JNK-inhibitor blocked SEMA3A-induced podocyte apoptosis. (A) Immunofluorescence staining of cleaved-caspase 3 (C-Caspase3) (green) and DAPI (blue) in podocytes with or without Dox (0.5 μg/mL), SEMA3A (50 ng/mL), Dox (0.5 μg/mL) + SEMA3A (50 ng/mL), Dox (0.5 μg/mL) + JNK-inhibitor (JNK-I) (10 μM), SEMA3A (50 ng/mL) + JNK-I (10 μM), showing that JNK-I prevented from Dox- and SEMA3A-induced podocyte apoptosis.
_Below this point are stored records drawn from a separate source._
//! The stdin-to-stdout pipeline: read paths, analyse, write groups.
//!
//! [`run`] is independent of the process streams so it can be driven from
//! tests with in-memory input and output.

use std::io::{BufRead, Write};
use std::sync::atomic::{AtomicBool, Ordering};
use std::sync::Arc;

use anyhow::{Context, Result};

use crate::config::Config;
use crate::duplicates::{AnalyserError, AnalysisSummary, DuplicateAnalyser};
use crate::output::{write_results, OutputFormat};
use crate::progress::ProgressCallback;
use crate::scanner::{Intake, PathIntake};
use crate::stats::ScanStats;

/// Statistics key for items whose fingerprint failed.
pub const READ_ERROR_KEY: &str = "reading files";

/// Per-run options that do not belong in the configuration file.
#[derive(Clone, Default)]
pub struct RunOptions {
    /// Output format for the groups.
    pub format: OutputFormat,
    /// Set by Ctrl+C.
    pub shutdown_flag: Option<Arc<AtomicBool>>,
    /// Progress display.
    pub progress: Option<Arc<dyn ProgressCallback>>,
}

/// What a completed run did.
#[derive(Debug)]
pub struct RunReport {
    /// Input lines read
    pub lines_read: usize,
    /// Paths submitted to the analyser
    pub submitted: usize,
    /// Groups written to the output
    pub groups_written: usize,
    /// Skip and failure counters
    pub stats: Arc<ScanStats>,
    /// Analysis totals
    pub summary: AnalysisSummary,
}

/// Read newline-separated paths from `input`, analyse them and write the
/// duplicate groups to `output`.
///
/// Nothing is written when the run is interrupted.
///
/// # Errors
///
/// Returns [`AnalyserError::Interrupted`] if the shutdown flag was set,
/// or an error if the analyser fails or the output cannot be written.
pub fn run<R, W>(config: &Config, input: R, output: &mut W, options: RunOptions) -> Result<RunReport>
where
    R: BufRead,
    W: Write,
{
    let RunOptions {
        format,
        shutdown_flag,
        progress,
    } = options;

    let mut analyser_config = config.analyser_config();
    if let Some(ref flag) = shutdown_flag {
        analyser_config = analyser_config.with_shutdown_flag(Arc::clone(flag));
    }
    if let Some(progress) = progress {
        analyser_config = analyser_config.with_progress_callback(progress);
    }

    let stats = Arc::new(ScanStats::new());
    let mut analyser = DuplicateAnalyser::try_new(analyser_config)?;
    {
        let stats = Arc::clone(&stats);
        analyser.consume_errors(move |e| {
            log::warn!("error analysing: {}", e);
            stats.increment(READ_ERROR_KEY);
        })?;
    }

    let is_shutdown = || {
        shutdown_flag
            .as_ref()
            .is_some_and(|f| f.load(Ordering::SeqCst))
    };

    let mut intake = PathIntake::new(config.blacklist.clone());
    let mut lines_read = 0usize;
    for line in input.split(b'\n') {
        if is_shutdown() {
            break;
        }
        let line = match line {
            Ok(line) => line,
            Err(e) => {
                log::error!("Error reading input: {}", e);
                break;
            }
        };
        lines_read += 1;

        match intake.classify_line(&line) {
            Intake::Accept(entry) => match analyser.submit(entry) {
                Ok(()) => {}
                Err(AnalyserError::Interrupted) => break,
                Err(e) => return Err(e).context("Failed to queue file"),
            },
            Intake::Skip(reason) => {
                log::trace!("Skipped: {}", reason);
                stats.increment(&reason.stat_key());
            }
        }
    }
    log::debug!(
        "Input done: {} lines, {} distinct paths",
        lines_read,
        intake.seen_count()
    );

    let analysis = analyser.finish()?;
    if analysis.was_interrupted() {
        log::info!("{}", stats.dump());
        return Err(AnalyserError::Interrupted.into());
    }

    let groups = analysis.duplicate_groups();
    let summary = analysis.summary_of(&groups);
    write_results(output, &groups, &summary, format).context("Failed to write results")?;
    let groups_written = groups.len();
    drop(groups);

    log::info!("{}", stats.dump());
    log::info!("{}", summary);

    Ok(RunReport {
        lines_read,
        submitted: analysis.stats().submitted,
        groups_written,
        stats,
        summary,
    })
}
Representative images are shown. Original magnification, ×200. C-Caspase3-positive cells/nuclei (%) in 200× fields are shown in the graphs. (B) RT-qPCR analysis of Bax and GAPDH mRNA with or without SEMA3A (50 ng/mL), JNK-I (10 μM), and SEMA3A (50 ng/mL) + JNK-I (10 μM), showing that mRNA level of Bax is increased with SEMA3A treatment, and is decreased with the JNK-I treatment. (C) Western blotting analysis of p-JNK, JNK, and GAPDH with or without SEMA3A (50 ng/mL) or SEMA3A-I (0.5 μM), showing that SEMA3A upregulated the expression of p-JNK. Densitometric analysis was performed to quantify the Western blotting results. Data are shown from three independent experiments. * p < 0.05, ** p <0.01, *** p < 0.001.